Fifty percent of fetuses with diaphragmatic hernia have difficulty swallowing, and the condition is therefore associated with polyhydramnios. The diagnosis can often be made by prenatal ultrasonography.

CLINICAL FEATURES The clinical findings are localized to the respiratory and digestive tracts. The chest is large, while the abdomen is scaphoid. Bowel sounds are heard in the left chest, and the heart is displaced to the right. Dyspnea, cyanosis, retractions, and vomiting are proportional to the amount of abdominal viscera herniated into the thorax. Radiologic study reveals air-filled loops of bowel in the chest cavity and an absent diaphragmatic margin. The heart is often displaced and the lungs are small in size.

TREATMENT Immediate surgical repair is a method of treatment, and the neonate should be stabilized as much as possible prior to surgery. Alternatively, the neonate can be placed on extracorporeal membrane oxygenation (ECMO) prior to repair. The infant should be intubated immediately, and little or no attempt should be made to ventilate with a mask. The endotracheal tube should be positioned above the carina. Rapid ventilatory rates and low peak inspirator pressures are used to ventilate the infant and prevent reactive respiratory acidosis and hypercarbia, which are potentially conducive to the development of pulmonary hypertension. A large-caliber 10F tube should be placed in the stomach with low continuous suction applied. An umbilical artery catheter is useful to monitor blood gases and pH. Any acidemia should be corrected and the pH maintained in the alkalotic range (pH > 7.45) if possible. Intravenous fluids should be given and the patient kept warm.

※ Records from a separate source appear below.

//! Per-event-type preprocessor pipeline.
//!
//! Every timeline/state/account-data event passes through the registry
//! before it is classified or emitted. A preprocessor claims a set of event
//! types and may rewrite the event's content in place; it borrows the event
//! only for the duration of the call. Each type has a single owner: a later
//! registration for an already-claimed type replaces the earlier one.

use palaver_types::RawEvent;
use std::collections::HashMap;
use std::sync::Arc;

/// The class of event being preprocessed.
#[derive(Debug, Clone, Copy, PartialEq, Eq)]
pub enum EventKind {
    /// A room timeline or state event.
    RoomEvent,
    /// A global or per-room account data event.
    AccountData,
    /// An ephemeral event (receipts, typing).
    EphemeralEvent,
}

/// A transformation hook for specific event types.
pub trait Preprocessor: Send + Sync {
    /// The event types this preprocessor claims.
    fn supported_event_types(&self) -> Vec<String>;

    /// Transform the event in place before projection.
    fn process_event(&self, event: &mut RawEvent, kind: EventKind);
}

/// Registry mapping event types to their single preprocessor.
#[derive(Default)]
pub struct PreprocessorRegistry {
    by_type: HashMap<String, Arc<dyn Preprocessor>>,
}

impl PreprocessorRegistry {
    /// Create an empty registry.
    pub fn new() -> Self {
        Self::default()
    }

    /// Register a preprocessor for every type it supports, replacing any
    /// earlier owner of those types.
    pub fn add(&mut self, preprocessor: Arc<dyn Preprocessor>) {
        for event_type in preprocessor.supported_event_types() {
            self.by_type.insert(event_type, Arc::clone(&preprocessor));
        }
    }

    /// Run the registered preprocessor for the event's type, if any.
    /// Events with no matching preprocessor pass through unchanged.
    pub fn run(&self, event: &mut RawEvent, kind: EventKind) {
        if let Some(preprocessor) = self.by_type.get(&event.event_type) {
            preprocessor.process_event(event, kind);
        }
    }

    /// Number of claimed event types.
    pub fn len(&self) -> usize {
        self.by_type.len()
    }

    /// Whether no preprocessor is registered.
    pub fn is_empty(&self) -> bool {
        self.by_type.is_empty()
    }
}

impl std::fmt::Debug for PreprocessorRegistry {
    fn fmt(&self, f: &mut std::fmt::Formatter<'_>) -> std::fmt::Result {
        f.debug_struct("PreprocessorRegistry")
            .field("types", &self.by_type.keys().collect::<Vec<_>>())
            .finish()
    }
}

#[cfg(test)]
mod tests {
    use super::*;
    use serde_json::json;

    struct TagPreprocessor {
        types: Vec<String>,
        tag: &'static str,
    }

    impl Preprocessor for TagPreprocessor {
        fn supported_event_types(&self) -> Vec<String> {
            self.types.clone()
        }

        fn process_event(&self, event: &mut RawEvent, _kind: EventKind) {
            event.content.insert("tag".into(), json!(self.tag));
        }
    }

    fn event(event_type: &str) -> RawEvent {
        serde_json::from_value(json!({
            "sender": "@a:x.org",
            "type": event_type,
            "content": {}
        }))
        .unwrap()
    }

    #[test]
    fn runs_matching_preprocessor() {
        let mut registry = PreprocessorRegistry::new();
        registry.add(Arc::new(TagPreprocessor {
            types: vec!["m.custom".into()],
            tag: "seen",
        }));

        let mut ev = event("m.custom");
        registry.run(&mut ev, EventKind::RoomEvent);
        assert_eq!(ev.content.get("tag"), Some(&json!("seen")));
    }

    #[test]
    fn unmatched_events_pass_through() {
        let mut registry = PreprocessorRegistry::new();
        registry.add(Arc::new(TagPreprocessor {
            types: vec!["m.custom".into()],
            tag: "seen",
        }));

        let mut ev = event("m.other");
        registry.run(&mut ev, EventKind::RoomEvent);
        assert!(ev.content.is_empty());
    }

    #[test]
    fn later_registration_replaces_earlier() {
        let mut registry = PreprocessorRegistry::new();
        registry.add(Arc::new(TagPreprocessor {
            types: vec!["m.custom".into()],
            tag: "first",
        }));
        registry.add(Arc::new(TagPreprocessor {
            types: vec!["m.custom".into()],
            tag: "second",
        }));
        assert_eq!(registry.len(), 1);

        let mut ev = event("m.custom");
        registry.run(&mut ev, EventKind::RoomEvent);
        assert_eq!(ev.content.get("tag"), Some(&json!("second")));
    }

    #[test]
    fn one_preprocessor_can_claim_many_types() {
        let mut registry = PreprocessorRegistry::new();
        registry.add(Arc::new(TagPreprocessor {
            types: vec!["m.a".into(), "m.b".into()],
            tag: "multi",
        }));
        assert_eq!(registry.len(), 2);

        let mut a = event("m.a");
        let mut b = event("m.b");
        registry.run(&mut a, EventKind::AccountData);
        registry.run(&mut b, EventKind::RoomEvent);
        assert_eq!(a.content.get("tag"), Some(&json!("multi")));
        assert_eq!(b.content.get("tag"), Some(&json!("multi")));
    }
}
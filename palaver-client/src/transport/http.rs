//! HTTP transport over reqwest.

use super::{HttpTransport, Method, TransportError};
use async_trait::async_trait;
use palaver_types::ProtocolError;
use serde_json::Value;

/// [`HttpTransport`] implementation over a shared reqwest client.
///
/// Injects the bearer token on every request. The underlying client must
/// not have a request timeout shorter than the sync long-poll timeout;
/// [`ReqwestTransport::new`] builds one without a timeout for that reason.
#[derive(Debug, Clone)]
pub struct ReqwestTransport {
    http: reqwest::Client,
    base_url: String,
    access_token: Option<String>,
}

impl ReqwestTransport {
    /// Create a transport against a homeserver base URL, e.g.
    /// `https://example.org`.
    pub fn new(base_url: impl Into<String>, access_token: Option<String>) -> Self {
        Self {
            http: reqwest::Client::new(),
            base_url: trim_trailing_slash(base_url.into()),
            access_token,
        }
    }

    /// Create a transport reusing an existing reqwest client.
    pub fn with_client(
        http: reqwest::Client,
        base_url: impl Into<String>,
        access_token: Option<String>,
    ) -> Self {
        Self {
            http,
            base_url: trim_trailing_slash(base_url.into()),
            access_token,
        }
    }
}

fn trim_trailing_slash(mut url: String) -> String {
    while url.ends_with('/') {
        url.pop();
    }
    url
}

#[async_trait]
impl HttpTransport for ReqwestTransport {
    async fn request(
        &self,
        method: Method,
        path: &str,
        query: &[(String, String)],
        body: Option<Value>,
    ) -> Result<Value, TransportError> {
        let url = format!("{}{}", self.base_url, path);
        let mut request = match method {
            Method::Get => self.http.get(&url),
            Method::Post => self.http.post(&url),
            Method::Put => self.http.put(&url),
            Method::Delete => self.http.delete(&url),
        };
        if !query.is_empty() {
            request = request.query(query);
        }
        if let Some(token) = &self.access_token {
            request = request.bearer_auth(token);
        }
        if let Some(body) = body {
            request = request.json(&body);
        }

        let response = request
            .send()
            .await
            .map_err(|e| TransportError::Network(e.to_string()))?;
        let status = response.status().as_u16();
        let value: Value = response
            .json()
            .await
            .map_err(|e| TransportError::InvalidBody(e.to_string()))?;

        if (200..300).contains(&status) {
            Ok(value)
        } else {
            let error: ProtocolError =
                serde_json::from_value(value).unwrap_or_else(|_| ProtocolError::unknown());
            Err(TransportError::Api { status, error })
        }
    }
}
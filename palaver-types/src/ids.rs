//! Validated protocol identifiers.
//!
//! Room ids, user ids, event ids and room aliases are opaque strings with a
//! leading sigil character and (except for modern event ids) a `:server`
//! part. Parsing rejects malformed input up front so the rest of the engine
//! never has to re-validate.

use serde::{Deserialize, Serialize};
use std::fmt;
use thiserror::Error;

/// Errors produced when parsing a protocol identifier.
#[derive(Debug, Clone, PartialEq, Eq, Error)]
pub enum IdentifierError {
    /// The identifier does not start with the expected sigil character.
    #[error("invalid identifier {value:?}: expected leading {sigil:?}")]
    WrongSigil {
        /// The sigil the identifier kind requires.
        sigil: char,
        /// The rejected input.
        value: String,
    },

    /// The identifier is missing its `:server` part.
    #[error("invalid identifier {0:?}: missing server name")]
    MissingServerName(String),

    /// The identifier has an empty local part.
    #[error("invalid identifier {0:?}: empty local part")]
    EmptyLocalPart(String),
}

fn validate(value: &str, sigil: char, requires_server: bool) -> Result<(), IdentifierError> {
    let Some(rest) = value.strip_prefix(sigil) else {
        return Err(IdentifierError::WrongSigil {
            sigil,
            value: value.to_string(),
        });
    };
    if requires_server {
        match rest.split_once(':') {
            Some(("", _)) => return Err(IdentifierError::EmptyLocalPart(value.to_string())),
            Some((_, "")) | None => {
                return Err(IdentifierError::MissingServerName(value.to_string()))
            }
            Some((_, _)) => {}
        }
    } else if rest.is_empty() {
        return Err(IdentifierError::EmptyLocalPart(value.to_string()));
    }
    Ok(())
}

macro_rules! identifier {
    ($(#[$doc:meta])* $name:ident, $sigil:literal, $requires_server:literal) => {
        $(#[$doc])*
        #[derive(Clone, PartialEq, Eq, Hash, Serialize, Deserialize, PartialOrd, Ord)]
        #[serde(try_from = "String", into = "String")]
        pub struct $name(String);

        impl $name {
            /// Parse and validate an identifier.
            pub fn parse(value: impl Into<String>) -> Result<Self, IdentifierError> {
                let value = value.into();
                validate(&value, $sigil, $requires_server)?;
                Ok(Self(value))
            }

            /// The identifier as a string slice.
            pub fn as_str(&self) -> &str {
                &self.0
            }

            /// The server part, when present.
            pub fn server_name(&self) -> Option<&str> {
                self.0[1..].split_once(':').map(|(_, server)| server)
            }
        }

        impl TryFrom<String> for $name {
            type Error = IdentifierError;

            fn try_from(value: String) -> Result<Self, Self::Error> {
                Self::parse(value)
            }
        }

        impl From<$name> for String {
            fn from(id: $name) -> Self {
                id.0
            }
        }

        impl fmt::Display for $name {
            fn fmt(&self, f: &mut fmt::Formatter<'_>) -> fmt::Result {
                f.write_str(&self.0)
            }
        }

        impl fmt::Debug for $name {
            fn fmt(&self, f: &mut fmt::Formatter<'_>) -> fmt::Result {
                write!(f, concat!(stringify!($name), "({})"), self.0)
            }
        }

        impl AsRef<str> for $name {
            fn as_ref(&self) -> &str {
                &self.0
            }
        }
    };
}

identifier!(
    /// A room identifier, e.g. `!abcdef:example.org`.
    RoomId, '!', true
);
identifier!(
    /// A user identifier, e.g. `@alice:example.org`.
    UserId, '@', true
);
identifier!(
    /// An event identifier, e.g. `$opaque` (room v3+) or `$opaque:example.org`.
    EventId, '$', false
);
identifier!(
    /// A room alias, e.g. `#general:example.org`.
    RoomAlias, '#', true
);
//! Power level authorization over live room state.
//!
//! Fetches the room's power levels content through a [`StateReader`] and
//! answers authorization queries with the pure arithmetic from
//! `palaver-core`. A room with no retrievable power levels event fails
//! with [`AuthzError::NoPowerLevelEvent`]; empty content is valid and
//! resolves through the protocol defaults. These functions never fall back
//! to a permissive answer on malformed input.

use crate::state_reader::{StateReadError, StateReader};
use palaver_core::{self as core, PowerLevelBounds};
use palaver_types::{event_type, PowerLevelAction, PowerLevelsContent};
use thiserror::Error;

/// Authorization query errors.
#[derive(Debug, Error)]
pub enum AuthzError {
    /// The room has no retrievable power levels event.
    #[error("room has no power level event")]
    NoPowerLevelEvent,

    /// The power levels content is not an object.
    #[error("malformed power levels content: {0}")]
    Malformed(String),

    /// The state read itself failed.
    #[error(transparent)]
    Read(#[from] StateReadError),
}

/// Fetch and decode a room's power levels content.
pub async fn power_levels_content<R: StateReader + ?Sized>(
    reader: &R,
    room_id: &str,
) -> Result<PowerLevelsContent, AuthzError> {
    let event = reader
        .get_room_state_event(room_id, event_type::POWER_LEVELS, "")
        .await?
        .ok_or(AuthzError::NoPowerLevelEvent)?;
    serde_json::from_value(serde_json::Value::Object(event.content))
        .map_err(|e| AuthzError::Malformed(e.to_string()))
}

/// Whether `user_id` may send events of the given type in the room.
pub async fn user_has_power_level_for<R: StateReader + ?Sized>(
    reader: &R,
    user_id: &str,
    room_id: &str,
    kind: &str,
    is_state: bool,
) -> Result<bool, AuthzError> {
    let content = power_levels_content(reader, room_id).await?;
    Ok(core::user_can_send(&content, user_id, kind, is_state))
}

/// Whether `user_id` may perform a named action in the room.
pub async fn user_has_power_level_for_action<R: StateReader + ?Sized>(
    reader: &R,
    user_id: &str,
    room_id: &str,
    action: PowerLevelAction,
) -> Result<bool, AuthzError> {
    let content = power_levels_content(reader, room_id).await?;
    Ok(core::user_can_perform(&content, user_id, action))
}

/// The legal bounds for `actor_id` changing `target_id`'s power level.
pub async fn power_level_change_bounds<R: StateReader + ?Sized>(
    reader: &R,
    actor_id: &str,
    target_id: &str,
    room_id: &str,
) -> Result<PowerLevelBounds, AuthzError> {
    let content = power_levels_content(reader, room_id).await?;
    Ok(core::power_level_change_bounds(&content, actor_id, target_id))
}
//! Typed event bus for sync signals.
//!
//! One broadcast channel per signal kind, supporting multiple independent
//! subscribers. Delivery is synchronous within a sync cycle, so subscribers
//! observe signals in the order the projector produced them. Publishing to
//! a channel with no subscribers drops the signal silently.

use palaver_types::RawEvent;
use tokio::sync::broadcast;

/// Default per-channel capacity.
pub const DEFAULT_BUS_CAPACITY: usize = 256;

/// A room was joined for the first time this process lifetime.
#[derive(Debug, Clone)]
pub struct RoomJoin {
    /// The joined room.
    pub room_id: String,
    /// The membership event, when one was present in the timeline; `None`
    /// for a synthetic join marker.
    pub membership_event: Option<RawEvent>,
}

/// The own user left or was banned from a room.
#[derive(Debug, Clone)]
pub struct RoomLeave {
    /// The left room.
    pub room_id: String,
    /// The authoritative leave/ban membership event.
    pub event: RawEvent,
}

/// The own user was invited to a room.
#[derive(Debug, Clone)]
pub struct RoomInvite {
    /// The inviting room.
    pub room_id: String,
    /// The authoritative invite membership event.
    pub event: RawEvent,
}

/// A room event paired with its room.
#[derive(Debug, Clone)]
pub struct RoomEventSignal {
    /// The room the event belongs to.
    pub room_id: String,
    /// The (preprocessed, possibly decrypted) event.
    pub event: RawEvent,
}

/// An account data event, global or per-room.
#[derive(Debug, Clone)]
pub struct AccountDataSignal {
    /// The room scope, or `None` for global account data.
    pub room_id: Option<String>,
    /// The account data event.
    pub event: RawEvent,
}

/// The typed signal channels produced by one projector.
#[derive(Debug)]
pub struct EventBus {
    joins: broadcast::Sender<RoomJoin>,
    leaves: broadcast::Sender<RoomLeave>,
    invites: broadcast::Sender<RoomInvite>,
    messages: broadcast::Sender<RoomEventSignal>,
    room_events: broadcast::Sender<RoomEventSignal>,
    archived: broadcast::Sender<RoomEventSignal>,
    upgraded: broadcast::Sender<RoomEventSignal>,
    account_data: broadcast::Sender<AccountDataSignal>,
}

impl EventBus {
    /// Create a bus with the given per-channel capacity.
    pub fn new(capacity: usize) -> Self {
        Self {
            joins: broadcast::channel(capacity).0,
            leaves: broadcast::channel(capacity).0,
            invites: broadcast::channel(capacity).0,
            messages: broadcast::channel(capacity).0,
            room_events: broadcast::channel(capacity).0,
            archived: broadcast::channel(capacity).0,
            upgraded: broadcast::channel(capacity).0,
            account_data: broadcast::channel(capacity).0,
        }
    }

    /// Subscribe to first-time room joins.
    pub fn subscribe_joins(&self) -> broadcast::Receiver<RoomJoin> {
        self.joins.subscribe()
    }

    /// Subscribe to room leaves and bans.
    pub fn subscribe_leaves(&self) -> broadcast::Receiver<RoomLeave> {
        self.leaves.subscribe()
    }

    /// Subscribe to room invites.
    pub fn subscribe_invites(&self) -> broadcast::Receiver<RoomInvite> {
        self.invites.subscribe()
    }

    /// Subscribe to room messages.
    pub fn subscribe_messages(&self) -> broadcast::Receiver<RoomEventSignal> {
        self.messages.subscribe()
    }

    /// Subscribe to all room events (every timeline/state event).
    pub fn subscribe_room_events(&self) -> broadcast::Receiver<RoomEventSignal> {
        self.room_events.subscribe()
    }

    /// Subscribe to room archival (tombstone) signals.
    pub fn subscribe_archived(&self) -> broadcast::Receiver<RoomEventSignal> {
        self.archived.subscribe()
    }

    /// Subscribe to room upgrade (create-with-predecessor) signals.
    pub fn subscribe_upgraded(&self) -> broadcast::Receiver<RoomEventSignal> {
        self.upgraded.subscribe()
    }

    /// Subscribe to account data, global and per-room.
    pub fn subscribe_account_data(&self) -> broadcast::Receiver<AccountDataSignal> {
        self.account_data.subscribe()
    }

    pub(crate) fn publish_join(&self, signal: RoomJoin) {
        let _ = self.joins.send(signal);
    }

    pub(crate) fn publish_leave(&self, signal: RoomLeave) {
        let _ = self.leaves.send(signal);
    }

    pub(crate) fn publish_invite(&self, signal: RoomInvite) {
        let _ = self.invites.send(signal);
    }

    pub(crate) fn publish_message(&self, signal: RoomEventSignal) {
        let _ = self.messages.send(signal);
    }

    pub(crate) fn publish_room_event(&self, signal: RoomEventSignal) {
        let _ = self.room_events.send(signal);
    }

    pub(crate) fn publish_archived(&self, signal: RoomEventSignal) {
        let _ = self.archived.send(signal);
    }

    pub(crate) fn publish_upgraded(&self, signal: RoomEventSignal) {
        let _ = self.upgraded.send(signal);
    }

    pub(crate) fn publish_account_data(&self, signal: AccountDataSignal) {
        let _ = self.account_data.send(signal);
    }
}

impl Default for EventBus {
    fn default() -> Self {
        Self::new(DEFAULT_BUS_CAPACITY)
    }
}
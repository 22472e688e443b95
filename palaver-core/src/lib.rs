//! # palaver-core
//!
//! Pure logic for the Palaver chat client engine (no I/O, instant tests).
//!
//! This crate implements the security-sensitive arithmetic and state
//! machines of the engine without any network or disk I/O:
//! - power level authorization arithmetic ([`levels`])
//! - authoritative membership selection ([`membership`])
//! - the sync loop lifecycle state machine and backoff policy ([`state`])
//! - the filter reuse/recreate decision ([`filter`])
//!
//! ## Design Philosophy
//!
//! All modules in this crate are **pure** - they take input and produce
//! output without side effects. The actual I/O is performed by
//! `palaver-client`, which interprets the decisions produced here.

#![warn(missing_docs)]
#![warn(clippy::all)]

pub mod filter;
pub mod levels;
pub mod membership;
pub mod state;

pub use filter::{filter_decision, FilterDecision};
pub use levels::{
    coerce_level, effective_user_level, power_level_change_bounds, required_action_level,
    required_event_level, user_can_perform, user_can_send, PowerLevelBounds,
};
pub use membership::select_authoritative_membership;
pub use state::{backoff_delay, LifecycleAction, LifecycleEvent, SyncLifecycle};
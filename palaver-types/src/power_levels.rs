//! Room power levels content.
//!
//! Levels are kept as raw JSON values rather than integers: servers and
//! room admins have been observed setting string levels like `"50"`, and
//! the authorization rules must treat those as *absent* rather than parse
//! them. The numeric coercion lives in `palaver-core`.

use serde::{Deserialize, Serialize};
use serde_json::Value;
use std::collections::BTreeMap;

/// The `notifications` block of the power levels content.
#[derive(Debug, Clone, Default, Serialize, Deserialize, PartialEq)]
pub struct NotificationLevels {
    /// Level required to send an `@room` notification.
    #[serde(default, skip_serializing_if = "Option::is_none")]
    pub room: Option<Value>,
}

/// Content of the `m.room.power_levels` state event.
///
/// An entirely empty content is valid and resolves through the protocol
/// defaults; that is distinct from the power levels event being absent.
#[derive(Debug, Clone, Default, Serialize, Deserialize, PartialEq)]
pub struct PowerLevelsContent {
    /// Level required to ban a user.
    #[serde(default, skip_serializing_if = "Option::is_none")]
    pub ban: Option<Value>,

    /// Level required to kick a user.
    #[serde(default, skip_serializing_if = "Option::is_none")]
    pub kick: Option<Value>,

    /// Level required to invite a user.
    #[serde(default, skip_serializing_if = "Option::is_none")]
    pub invite: Option<Value>,

    /// Level required to redact another user's event.
    #[serde(default, skip_serializing_if = "Option::is_none")]
    pub redact: Option<Value>,

    /// Default level required to send state events.
    #[serde(default, skip_serializing_if = "Option::is_none")]
    pub state_default: Option<Value>,

    /// Default level required to send timeline events.
    #[serde(default, skip_serializing_if = "Option::is_none")]
    pub events_default: Option<Value>,

    /// Default level of users not listed in `users`.
    #[serde(default, skip_serializing_if = "Option::is_none")]
    pub users_default: Option<Value>,

    /// Per-event-type level overrides.
    #[serde(default, skip_serializing_if = "BTreeMap::is_empty")]
    pub events: BTreeMap<String, Value>,

    /// Per-user level assignments.
    #[serde(default, skip_serializing_if = "BTreeMap::is_empty")]
    pub users: BTreeMap<String, Value>,

    /// Notification level requirements.
    #[serde(default)]
    pub notifications: NotificationLevels,
}

/// A named action with a top-level power level requirement.
#[derive(Debug, Clone, Copy, PartialEq, Eq)]
pub enum PowerLevelAction {
    /// Ban a user from the room.
    Ban,
    /// Kick a user from the room.
    Kick,
    /// Invite a user to the room.
    Invite,
    /// Redact another user's event.
    Redact,
    /// Send an `@room` notification.
    NotifyRoom,
}

impl PowerLevelsContent {
    /// The raw level value configured for a named action, when present.
    pub fn action_level(&self, action: PowerLevelAction) -> Option<&Value> {
        match action {
            PowerLevelAction::Ban => self.ban.as_ref(),
            PowerLevelAction::Kick => self.kick.as_ref(),
            PowerLevelAction::Invite => self.invite.as_ref(),
            PowerLevelAction::Redact => self.redact.as_ref(),
            PowerLevelAction::NotifyRoom => self.notifications.room.as_ref(),
        }
    }
}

The outcome of management of diaphragmatic hernia is dependent on pulmonary parenchymal and vascular hypoplasia, as well as the complex syndrome of persistent fetal circulation. The morbidity is higher when the symptoms present at birth and when the diaphragmatic hernia is detected prenatally. Morgagni hernias, if they do not affect cardiac output, generally have a better prognosis than do Bochdalek hernias. Common complications that occur pre- and postoperatively are pneumothorax, persistent fetal circulation, overdistension of hypoplastic lungs, and chylothorax. The recent introduction of the use of ECMO for infants with persistent pulmonary hypertension after hernia repair has made a minimal impact on prognosis.